Credit: University of Colorado Cancer Center
Cancers used to be defined by where they grow in the body – lung cancer, skin cancer, brain cancer, etc. But work in recent decades has shown that cancers sharing specific genetic changes may have more in common than cancers that happen to grow in an area of the body. For example, lung cancers, skin cancers, and brain cancers may all be caused by mutation in a gene called BRAF. And drugs targeting BRAF have changed the treatment landscape for melanoma, an aggressive form of skin cancer, and are also in use against lung cancers and brain cancers with BRAF mutations.
Unfortunately, cancers eventually tend to develop resistance to drugs that target BRAF and so a major question is What’s next? How should we treat BRAF cancers that have developed resistance to BRAF inhibitors? Or, what could we combine with a BRAF inhibitor to keep cancers from developing this resistance in the first place? Now, an Innovative Collaborative Research Award from the Curing Kids Cancer will help researchers at University of Colorado Cancer Center and collaborators at two other top cancer research institutions explore these questions.
In fact, because BRAF was studied first in melanoma, researchers have a head start in identifying the genetic changes that make melanomas resistant to BRAF inhibitors.
“But we don’t know if brain tumors with BRAF mutations change in the same way,” says Jean Mulcahy Levy, MD, CU Cancer Center investigator and associate professor in the CU School of Medicine Department of Pediatrics.
“We know many ways melanoma becomes resistant, but we don’t see the same resistance mutations in brain tumors. We think that means brain tumors are developing unique or different ways to resist BRAF inhibition,” Mulcahy-Levy says.
To discover the genetic changes that create BRAF inhibition resistance in brain cancer, Mulcahy Levy and colleagues are taking a “deep genetic dive,” she says, into samples of the brain cancer known as pediatric glioma, collected from patients at the time of their initial diagnosis and samples collected when the cancer relapses after treatment with a BRAF inhibitor.
The deep dive has three major steps. First, the researchers are looking for changes in any of 500 genes known to be associated with cancer. Changes in genes between pre-drug and post-drug samples may suggest the cancer is using this gene to drive drug resistance. Then the group will evaluate samples using RNA sequencing to discover whether changes in gene expression (with or without gene mutation) could be driving resistance.
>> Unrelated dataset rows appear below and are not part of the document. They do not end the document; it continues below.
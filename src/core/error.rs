//! 错误类型
//!
//! 存储、排序表、宿主 API、排序规划各一类；驱动层按窗口粒度吞掉 HostError / PlanError，
//! 只有 StoreError / OrderError 会传播给 get_order / set_order 的调用方。

use thiserror::Error;

use crate::tabs::{TabId, WindowId};

/// 键值存储失败（读写文件、序列化、后端不可用）
#[derive(Error, Debug)]
pub enum StoreError {
    #[error("Storage I/O error: {0}")]
    Io(#[from] std::io::Error),

    #[error("Storage serialization error: {0}")]
    Serde(#[from] serde_json::Error),

    #[error("Storage backend error: {0}")]
    Backend(String),
}

/// 排序表（Sorting Order Store）错误
#[derive(Error, Debug)]
pub enum OrderError {
    #[error(transparent)]
    Storage(#[from] StoreError),

    /// 持久化的值不是容器 ID 列表
    #[error("Malformed sort order: {0}")]
    Malformed(String),
}

/// 宿主标签页 API 错误
#[derive(Error, Debug, Clone, PartialEq, Eq)]
pub enum HostError {
    #[error("Window not found: {0}")]
    WindowNotFound(WindowId),

    #[error("Tab not found: {0}")]
    TabNotFound(TabId),

    #[error("Host rejected operation: {0}")]
    Rejected(String),

    /// 由驱动层的超时包装产生，宿主端操作可能仍在进行
    #[error("Host operation timed out after {secs}s")]
    Timeout { secs: u64 },
}

/// 规划不变量被破坏（理论上不可达；出现时跳过该窗口）
#[derive(Error, Debug, Clone, PartialEq, Eq)]
pub enum PlanError {
    #[error("Duplicate tab in window snapshot: {0}")]
    DuplicateTab(TabId),

    #[error("Target order is not a permutation of the current order")]
    MultisetMismatch,

    #[error("Simulated moves did not reach the target order")]
    Diverged,
}
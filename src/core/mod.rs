//! 核心层：错误类型、驱动状态、优雅关闭

pub mod error;
pub mod shutdown;
pub mod state;

pub use error::{HostError, OrderError, PlanError, StoreError};
pub use shutdown::{ShutdownCoordinator, ShutdownManager, ShutdownReason};
pub use state::{DriverPhase, PassReport, WindowOutcome};
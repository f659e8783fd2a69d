//! 内存键值存储（测试用）

use std::collections::HashMap;

use async_trait::async_trait;
use tokio::sync::{broadcast, RwLock};

use crate::core::StoreError;
use crate::storage::{KeyValueStore, StorageChange};

#[derive(Debug)]
pub struct MemoryStore {
    data: RwLock<HashMap<String, serde_json::Value>>,
    changes_tx: broadcast::Sender<StorageChange>,
    fail_writes: std::sync::atomic::AtomicBool,
}

impl MemoryStore {
    pub fn new() -> Self {
        let (changes_tx, _) = broadcast::channel(64);
        Self {
            data: RwLock::new(HashMap::new()),
            changes_tx,
            fail_writes: std::sync::atomic::AtomicBool::new(false),
        }
    }

    /// 模拟另一个进程写入同一个键
    pub async fn inject_external(&self, key: &str, value: serde_json::Value) {
        self.data.write().await.insert(key.to_string(), value.clone());
        let _ = self.changes_tx.send(StorageChange {
            key: key.to_string(),
            new_value: Some(value),
        });
    }

    /// 之后所有 set 都返回 Backend 错误
    pub fn fail_writes(&self, fail: bool) {
        self.fail_writes.store(fail, std::sync::atomic::Ordering::SeqCst);
    }
}

impl Default for MemoryStore {
    fn default() -> Self {
        Self::new()
    }
}

#[async_trait]
impl KeyValueStore for MemoryStore {
    async fn get(&self, key: &str) -> Result<Option<serde_json::Value>, StoreError> {
        Ok(self.data.read().await.get(key).cloned())
    }

    async fn set(&self, key: &str, value: serde_json::Value) -> Result<(), StoreError> {
        if self.fail_writes.load(std::sync::atomic::Ordering::SeqCst) {
            return Err(StoreError::Backend("writes disabled".to_string()));
        }
        self.data.write().await.insert(key.to_string(), value.clone());
        let _ = self.changes_tx.send(StorageChange {
            key: key.to_string(),
            new_value: Some(value),
        });
        Ok(())
    }

    fn subscribe(&self) -> broadcast::Receiver<StorageChange> {
        self.changes_tx.subscribe()
    }
}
And third, the group is using whole-exome sequencing to evaluate the entirety of tumors’ DNA before and after exposure to BRAF inhibitors, which could show previously unknown genetic changes associated with drug resistance.
“This is important because we want to make sure any combination therapy we use is based on what brain tumors actually do and not just what we think they would do based on what melanoma does,” Mulcahy Levy says.
The ongoing project has successfully identified gene candidates that could be driving resistance and is following up on the most promising genes to see if these changes are in fact creating drug resistance or if they just happen to ride along as nonfunctional byproducts of drug treatment. The three labs, at CU Cancer Center, John Hopkins University, and New York University, will seek to replicate the other labs’ results with samples graciously contributed by their patients and by other researches in the brain tumor treatment community.
“The ultimate goal is to identify new potential targets for combination therapy – new agents we could add to BRAF inhibition in brain cancer to keep the cancer from developing resistance,” Mulcahy Levy says.